Copy each line below without leaving any out.

+ + + + +

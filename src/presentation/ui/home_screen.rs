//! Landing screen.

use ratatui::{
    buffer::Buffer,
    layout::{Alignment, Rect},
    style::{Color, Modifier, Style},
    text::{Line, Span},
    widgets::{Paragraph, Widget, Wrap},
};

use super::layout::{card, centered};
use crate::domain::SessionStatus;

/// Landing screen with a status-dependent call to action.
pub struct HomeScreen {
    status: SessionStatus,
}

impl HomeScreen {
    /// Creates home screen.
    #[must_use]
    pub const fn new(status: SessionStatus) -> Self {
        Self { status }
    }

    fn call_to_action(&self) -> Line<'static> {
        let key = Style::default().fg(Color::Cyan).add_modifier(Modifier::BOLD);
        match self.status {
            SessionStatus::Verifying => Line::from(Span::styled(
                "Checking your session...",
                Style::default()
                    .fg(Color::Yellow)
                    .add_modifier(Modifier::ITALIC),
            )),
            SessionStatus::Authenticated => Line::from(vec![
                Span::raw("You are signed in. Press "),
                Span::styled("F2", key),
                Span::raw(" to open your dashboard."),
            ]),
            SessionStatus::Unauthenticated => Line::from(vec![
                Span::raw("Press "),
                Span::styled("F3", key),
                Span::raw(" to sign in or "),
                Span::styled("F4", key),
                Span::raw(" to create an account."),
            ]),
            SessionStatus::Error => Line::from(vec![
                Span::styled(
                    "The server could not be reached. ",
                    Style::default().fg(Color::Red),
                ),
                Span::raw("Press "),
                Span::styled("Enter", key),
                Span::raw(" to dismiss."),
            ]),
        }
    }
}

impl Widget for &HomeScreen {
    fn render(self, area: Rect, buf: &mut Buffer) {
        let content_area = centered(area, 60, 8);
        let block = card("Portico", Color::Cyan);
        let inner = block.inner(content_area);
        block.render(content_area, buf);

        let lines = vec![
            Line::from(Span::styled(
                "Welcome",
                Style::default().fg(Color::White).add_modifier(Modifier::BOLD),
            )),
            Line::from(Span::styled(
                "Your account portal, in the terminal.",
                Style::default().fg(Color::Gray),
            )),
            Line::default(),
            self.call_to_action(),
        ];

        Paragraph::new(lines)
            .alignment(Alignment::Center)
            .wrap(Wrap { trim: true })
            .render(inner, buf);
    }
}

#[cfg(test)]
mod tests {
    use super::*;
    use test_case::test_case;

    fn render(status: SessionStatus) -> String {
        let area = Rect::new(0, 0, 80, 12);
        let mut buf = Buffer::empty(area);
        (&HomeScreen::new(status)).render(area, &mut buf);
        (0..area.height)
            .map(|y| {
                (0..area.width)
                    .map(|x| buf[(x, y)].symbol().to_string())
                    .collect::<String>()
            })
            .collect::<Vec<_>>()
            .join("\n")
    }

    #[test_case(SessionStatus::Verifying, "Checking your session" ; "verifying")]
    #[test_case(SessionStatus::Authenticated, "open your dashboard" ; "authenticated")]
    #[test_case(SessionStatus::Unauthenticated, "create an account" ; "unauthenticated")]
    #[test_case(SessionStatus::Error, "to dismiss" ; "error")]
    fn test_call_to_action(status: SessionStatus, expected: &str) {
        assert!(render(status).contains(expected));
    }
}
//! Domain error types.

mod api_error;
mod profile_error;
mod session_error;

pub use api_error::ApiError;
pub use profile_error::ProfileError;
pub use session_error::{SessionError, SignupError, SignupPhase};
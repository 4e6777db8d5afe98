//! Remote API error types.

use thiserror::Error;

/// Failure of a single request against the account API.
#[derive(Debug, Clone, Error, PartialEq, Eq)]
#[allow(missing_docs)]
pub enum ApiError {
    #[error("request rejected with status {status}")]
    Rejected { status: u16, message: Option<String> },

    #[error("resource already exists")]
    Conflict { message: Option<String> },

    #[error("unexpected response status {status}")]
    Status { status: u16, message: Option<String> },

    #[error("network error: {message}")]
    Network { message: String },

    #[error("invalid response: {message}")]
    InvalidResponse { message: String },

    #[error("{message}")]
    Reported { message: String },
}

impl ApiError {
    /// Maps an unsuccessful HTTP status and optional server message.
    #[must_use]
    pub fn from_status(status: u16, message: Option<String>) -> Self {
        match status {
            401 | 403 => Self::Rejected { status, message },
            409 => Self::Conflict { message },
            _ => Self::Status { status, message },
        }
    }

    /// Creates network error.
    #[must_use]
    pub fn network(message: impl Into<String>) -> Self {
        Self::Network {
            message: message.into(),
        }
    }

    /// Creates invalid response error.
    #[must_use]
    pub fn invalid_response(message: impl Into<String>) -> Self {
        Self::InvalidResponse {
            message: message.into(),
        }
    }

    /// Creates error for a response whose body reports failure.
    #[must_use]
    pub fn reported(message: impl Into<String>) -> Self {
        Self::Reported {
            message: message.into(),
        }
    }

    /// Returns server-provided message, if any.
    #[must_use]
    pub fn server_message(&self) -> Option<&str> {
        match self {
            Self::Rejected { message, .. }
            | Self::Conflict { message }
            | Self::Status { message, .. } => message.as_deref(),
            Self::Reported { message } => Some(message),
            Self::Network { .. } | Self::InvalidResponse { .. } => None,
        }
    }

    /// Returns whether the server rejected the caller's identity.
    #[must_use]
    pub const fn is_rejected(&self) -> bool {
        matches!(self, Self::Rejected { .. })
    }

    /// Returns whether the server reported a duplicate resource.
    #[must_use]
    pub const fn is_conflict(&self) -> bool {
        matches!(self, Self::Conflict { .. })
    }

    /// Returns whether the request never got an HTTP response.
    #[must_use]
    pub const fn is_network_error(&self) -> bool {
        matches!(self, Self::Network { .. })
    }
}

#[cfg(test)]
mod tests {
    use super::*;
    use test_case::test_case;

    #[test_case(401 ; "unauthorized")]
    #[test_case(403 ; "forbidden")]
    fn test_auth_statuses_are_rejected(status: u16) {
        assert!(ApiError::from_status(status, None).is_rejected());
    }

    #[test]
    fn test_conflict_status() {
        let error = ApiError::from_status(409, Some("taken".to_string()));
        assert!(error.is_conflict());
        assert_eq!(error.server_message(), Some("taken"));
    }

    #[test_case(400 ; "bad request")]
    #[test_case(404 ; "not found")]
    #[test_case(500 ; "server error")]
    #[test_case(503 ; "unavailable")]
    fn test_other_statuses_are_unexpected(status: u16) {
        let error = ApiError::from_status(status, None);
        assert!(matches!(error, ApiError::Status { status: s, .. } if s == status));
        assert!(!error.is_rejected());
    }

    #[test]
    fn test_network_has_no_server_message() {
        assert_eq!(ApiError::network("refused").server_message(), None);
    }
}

+ + + + +

◆ **Exercise output**:
filename src/presentation/ui/home_screen.rs
//! Landing screen.

use ratatui::{
    buffer::Buffer,
    layout::{Alignment, Rect},
    style::{Color, Modifier, Style},
    text::{Line, Span},
    widgets::{Paragraph, Widget, Wrap},
};

use super::layout::{card, centered};
use crate::domain::SessionStatus;

/// Landing screen with a status-dependent call to action.
pub struct HomeScreen {
    status: SessionStatus,
}

impl HomeScreen {
    /// Creates home screen.
    #[must_use]
    pub const fn new(status: SessionStatus) -> Self {
        Self { status }
    }

    fn call_to_action(&self) -> Line<'static> {
        let key = Style::default().fg(Color::Cyan).add_modifier(Modifier::BOLD);
        match self.status {
            SessionStatus::Verifying => Line::from(Span::styled(
                "Checking your session...",
                Style::default()
                    .fg(Color::Yellow)
                    .add_modifier(Modifier::ITALIC),
            )),
            SessionStatus::Authenticated => Line::from(vec![
                Span::raw("You are signed in. Press "),
                Span::styled("F2", key),
                Span::raw(" to open your dashboard."),
            ]),
            SessionStatus::Unauthenticated => Line::from(vec![
                Span::raw("Press "),
                Span::styled("F3", key),
                Span::raw(" to sign in or "),
                Span::styled("F4", key),
                Span::raw(" to create an account."),
            ]),
            SessionStatus::Error => Line::from(vec![
                Span::styled(
                    "The server could not be reached. ",
                    Style::default().fg(Color::Red),
                ),
                Span::raw("Press "),
                Span::styled("Enter", key),
                Span::raw(" to dismiss."),
            ]),
        }
    }
}

impl Widget for &HomeScreen {
    fn render(self, area: Rect, buf: &mut Buffer) {
        let content_area = centered(area, 60, 8);
        let block = card("Portico", Color::Cyan);
        let inner = block.inner(content_area);
        block.render(content_area, buf);

        let lines = vec![
            Line::from(Span::styled(
                "Welcome",
                Style::default().fg(Color::White).add_modifier(Modifier::BOLD),
            )),
            Line::from(Span::styled(
                "Your account portal, in the terminal.",
                Style::default().fg(Color::Gray),
            )),
            Line::default(),
            self.call_to_action(),
        ];

        Paragraph::new(lines)
            .alignment(Alignment::Center)
            .wrap(Wrap { trim: true })
            .render(inner, buf);
    }
}

#[cfg(test)]
mod tests {
    use super::*;
    use test_case::test_case;

    fn render(status: SessionStatus) -> String {
        let area = Rect::new(0, 0, 80, 12);
        let mut buf = Buffer::empty(area);
        (&HomeScreen::new(status)).render(area, &mut buf);
        (0..area.height)
            .map(|y| {
                (0..area.width)
                    .map(|x| buf[(x, y)].symbol().to_string())
                    .collect::<String>()
            })
            .collect::<Vec<_>>()
            .join("\n")
    }

    #[test_case(SessionStatus::Verifying, "Checking your session" ; "verifying")]
    #[test_case(SessionStatus::Authenticated, "open your dashboard" ; "authenticated")]
    #[test_case(SessionStatus::Unauthenticated, "create an account" ; "unauthenticated")]
    #[test_case(SessionStatus::Error, "to dismiss" ; "error")]
    fn test_call_to_action(status: SessionStatus, expected: &str) {
        assert!(render(status).contains(expected));
    }
}
//! Domain error types.

mod api_error;
mod profile_error;
mod session_error;

pub use api_error::ApiError;
pub use profile_error::ProfileError;
pub use session_error::{SessionError, SignupError, SignupPhase};
repository 4e6777db8d5afe98
//! Remote API error types.

use thiserror::Error;

/// Failure of a single request against the account API.
#[derive(Debug, Clone, Error, PartialEq, Eq)]
#[allow(missing_docs)]
pub enum ApiError {
    #[error("request rejected with status {status}")]
    Rejected { status: u16, message: Option<String> },

    #[error("resource already exists")]
    Conflict { message: Option<String> },

    #[error("unexpected response status {status}")]
    Status { status: u16, message: Option<String> },

    #[error("network error: {message}")]
    Network { message: String },

    #[error("invalid response: {message}")]
    InvalidResponse { message: String },

    #[error("{message}")]
    Reported { message: String },
}

impl ApiError {
    /// Maps an unsuccessful HTTP status and optional server message.
    #[must_use]
    pub fn from_status(status: u16, message: Option<String>) -> Self {
        match status {
            401 | 403 => Self::Rejected { status, message },
            409 => Self::Conflict { message },
            _ => Self::Status { status, message },
        }
    }

    /// Creates network error.
    #[must_use]
    pub fn network(message: impl Into<String>) -> Self {
        Self::Network {
            message: message.into(),
        }
    }

    /// Creates invalid response error.
    #[must_use]
    pub fn invalid_response(message: impl Into<String>) -> Self {
        Self::InvalidResponse {
            message: message.into(),
        }
    }

    /// Creates error for a response whose body reports failure.
    #[must_use]
    pub fn reported(message: impl Into<String>) -> Self {
        Self::Reported {
            message: message.into(),
        }
    }

    /// Returns server-provided message, if any.
    #[must_use]
    pub fn server_message(&self) -> Option<&str> {
        match self {
            Self::Rejected { message, .. }
            | Self::Conflict { message }
            | Self::Status { message, .. } => message.as_deref(),
            Self::Reported { message } => Some(message),
            Self::Network { .. } | Self::InvalidResponse { .. } => None,
        }
    }

    /// Returns whether the server rejected the caller's identity.
    #[must_use]
    pub const fn is_rejected(&self) -> bool {
        matches!(self, Self::Rejected { .. })
    }

    /// Returns whether the server reported a duplicate resource.
    #[must_use]
    pub const fn is_conflict(&self) -> bool {
        matches!(self, Self::Conflict { .. })
    }

    /// Returns whether the request never got an HTTP response.
    #[must_use]
    pub const fn is_network_error(&self) -> bool {
        matches!(self, Self::Network { .. })
    }
}

#[cfg(test)]
mod tests {
    use super::*;
    use test_case::test_case;

    #[test_case(401 ; "unauthorized")]
    #[test_case(403 ; "forbidden")]
    fn test_auth_statuses_are_rejected(status: u16) {
        assert!(ApiError::from_status(status, None).is_rejected());
    }

    #[test]
    fn test_conflict_status() {
        let error = ApiError::from_status(409, Some("taken".to_string()));
        assert!(error.is_conflict());
        assert_eq!(error.server_message(), Some("taken"));
    }

    #[test_case(400 ; "bad request")]
    #[test_case(404 ; "not found")]
    #[test_case(500 ; "server error")]
    #[test_case(503 ; "unavailable")]
    fn test_other_statuses_are_unexpected(status: u16) {
        let error = ApiError::from_status(status, None);
        assert!(matches!(error, ApiError::Status { status: s, .. } if s == status));
        assert!(!error.is_rejected());
    }

    #[test]
    fn test_network_has_no_server_message() {
        assert_eq!(ApiError::network("refused").server_message(), None);
    }
}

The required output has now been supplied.